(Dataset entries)
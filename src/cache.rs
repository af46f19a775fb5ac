use std::cell::Cell;
use std::collections::BTreeMap;

use crate::bitset::BitSet;
use crate::formula::Formula;

/// Compiled sub-problems, keyed by the cache key of a dtree node under the
/// partial assignment at the time of compilation.
#[derive(Debug, Default)]
pub struct SubproblemCache {
    entries: BTreeMap<BitSet, Formula>,
    hits: Cell<usize>,
    misses: Cell<usize>,
}

impl SubproblemCache {
    pub fn new() -> Self {
        Self::default()
    }

    /// Get the number of cache hits.
    pub fn hits(&self) -> usize {
        self.hits.get()
    }
    /// Get the number of cache misses.
    pub fn misses(&self) -> usize {
        self.misses.get()
    }

    pub fn len(&self) -> usize {
        self.entries.len()
    }

    pub fn is_empty(&self) -> bool {
        self.entries.is_empty()
    }

    /// Reset the cache.
    pub fn clear(&mut self) {
        self.entries.clear();
    }

    /// Get the cached result.
    pub fn get(&self, key: &BitSet) -> Option<Formula> {
        match self.entries.get(key) {
            Some(&value) => {
                self.hits.set(self.hits.get() + 1);
                Some(value)
            }
            None => {
                self.misses.set(self.misses.get() + 1);
                None
            }
        }
    }

    /// Insert a result into the cache.
    pub fn insert(&mut self, key: BitSet, value: Formula) {
        self.entries.insert(key, value);
    }
}

#[cfg(test)]
mod tests {
    use test_log::test;

    use super::*;

    #[test]
    fn test_cache() {
        let mut cache = SubproblemCache::new();

        let k1: BitSet = [1, 2].into_iter().collect();
        let k2: BitSet = [2, 3].into_iter().collect();
        cache.insert(k1.clone(), Formula::TRUE);
        cache.insert(k2.clone(), Formula::FALSE);

        assert_eq!(cache.get(&k1), Some(Formula::TRUE));
        assert_eq!(cache.get(&k2), Some(Formula::FALSE));
        assert_eq!(cache.get(&[1].into_iter().collect()), None);
        assert_eq!(cache.hits(), 2);
        assert_eq!(cache.misses(), 1);
        assert_eq!(cache.len(), 2);

        cache.clear();
        assert!(cache.is_empty());
        assert_eq!(cache.get(&k1), None);
    }

    #[test]
    fn test_key_capacity_does_not_matter() {
        let mut cache = SubproblemCache::new();
        let mut wide = BitSet::new(1024);
        wide.set(5);
        cache.insert(wide, Formula::TRUE);

        let narrow: BitSet = [5].into_iter().collect();
        assert_eq!(cache.get(&narrow), Some(Formula::TRUE));
    }
}
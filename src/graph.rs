//! Constraint graph of a CNF and min-fill elimination ordering.
//!
//! Vertices are the variables of the CNF (in ascending order), and two
//! variables are adjacent iff they occur together in some clause.

use std::collections::BTreeSet;

use log::debug;

use crate::formula::{Formula, FormulaFactory};
use crate::types::Var;

#[derive(Debug, Clone)]
pub struct ConstraintGraph {
    vertices: Vec<Var>,
    neighbours: Vec<BTreeSet<usize>>,
}

/// Result of min-fill elimination.
#[derive(Debug, Clone, Eq, PartialEq)]
pub struct MinFillOrdering {
    /// Variables in elimination order.
    pub order: Vec<Var>,
    /// Largest number of uneliminated neighbours of an eliminated vertex.
    pub treewidth: usize,
}

impl ConstraintGraph {
    pub fn from_cnf(f: &FormulaFactory, cnf: Formula) -> Self {
        let vertices: Vec<Var> = f.variables(cnf).iter().copied().collect();
        let mut graph = Self {
            neighbours: vec![BTreeSet::new(); vertices.len()],
            vertices,
        };
        for clause in f.clauses(cnf) {
            let ids: Vec<usize> = clause
                .iter()
                .filter_map(|l| graph.vertex_index(l.var()))
                .collect();
            for (i, &x) in ids.iter().enumerate() {
                for &y in &ids[i + 1..] {
                    graph.add_edge(x, y);
                }
            }
        }
        graph
    }

    pub fn vertices(&self) -> &[Var] {
        &self.vertices
    }

    pub fn num_edges(&self) -> usize {
        self.neighbours.iter().map(|n| n.len()).sum::<usize>() / 2
    }

    pub fn vertex_index(&self, var: Var) -> Option<usize> {
        self.vertices.binary_search(&var).ok()
    }

    pub fn neighbours(&self, var: Var) -> Vec<Var> {
        match self.vertex_index(var) {
            Some(i) => self.neighbours[i].iter().map(|&j| self.vertices[j]).collect(),
            None => Vec::new(),
        }
    }

    fn add_edge(&mut self, x: usize, y: usize) {
        if x != y {
            self.neighbours[x].insert(y);
            self.neighbours[y].insert(x);
        }
    }

    /// Computes a min-fill elimination ordering.
    ///
    /// In each round the uneliminated vertex whose elimination adds the fewest
    /// fill-in edges is chosen; ties go to the smallest variable.
    pub fn min_fill_ordering(&self) -> MinFillOrdering {
        let n = self.vertices.len();
        let mut neighbours = self.neighbours.clone();
        let mut processed = vec![false; n];
        let mut order = Vec::with_capacity(n);
        let mut treewidth = 0;

        for _ in 0..n {
            let mut best: Option<(usize, usize)> = None;
            for v in (0..n).filter(|&v| !processed[v]) {
                let live: Vec<usize> = neighbours[v].iter().copied().filter(|&u| !processed[u]).collect();
                let mut fill = 0;
                for (i, &x) in live.iter().enumerate() {
                    for &y in &live[i + 1..] {
                        if !neighbours[x].contains(&y) {
                            fill += 1;
                        }
                    }
                }
                if best.map_or(true, |(_, min)| fill < min) {
                    best = Some((v, fill));
                }
            }

            let Some((v, _)) = best else {
                break;
            };
            let live: Vec<usize> = neighbours[v].iter().copied().filter(|&u| !processed[u]).collect();
            treewidth = treewidth.max(live.len());
            for (i, &x) in live.iter().enumerate() {
                for &y in &live[i + 1..] {
                    neighbours[x].insert(y);
                    neighbours[y].insert(x);
                }
            }
            processed[v] = true;
            order.push(self.vertices[v]);
        }

        debug!(
            "min_fill_ordering: {} vertices, {} edges, treewidth {}",
            n,
            self.num_edges(),
            treewidth
        );
        MinFillOrdering { order, treewidth }
    }
}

Exercise details — Search the records for the word "Cell" and return every line that holds it.

Your solution —
use std::cell::Cell;
    hits: Cell<usize>,
    misses: Cell<usize>,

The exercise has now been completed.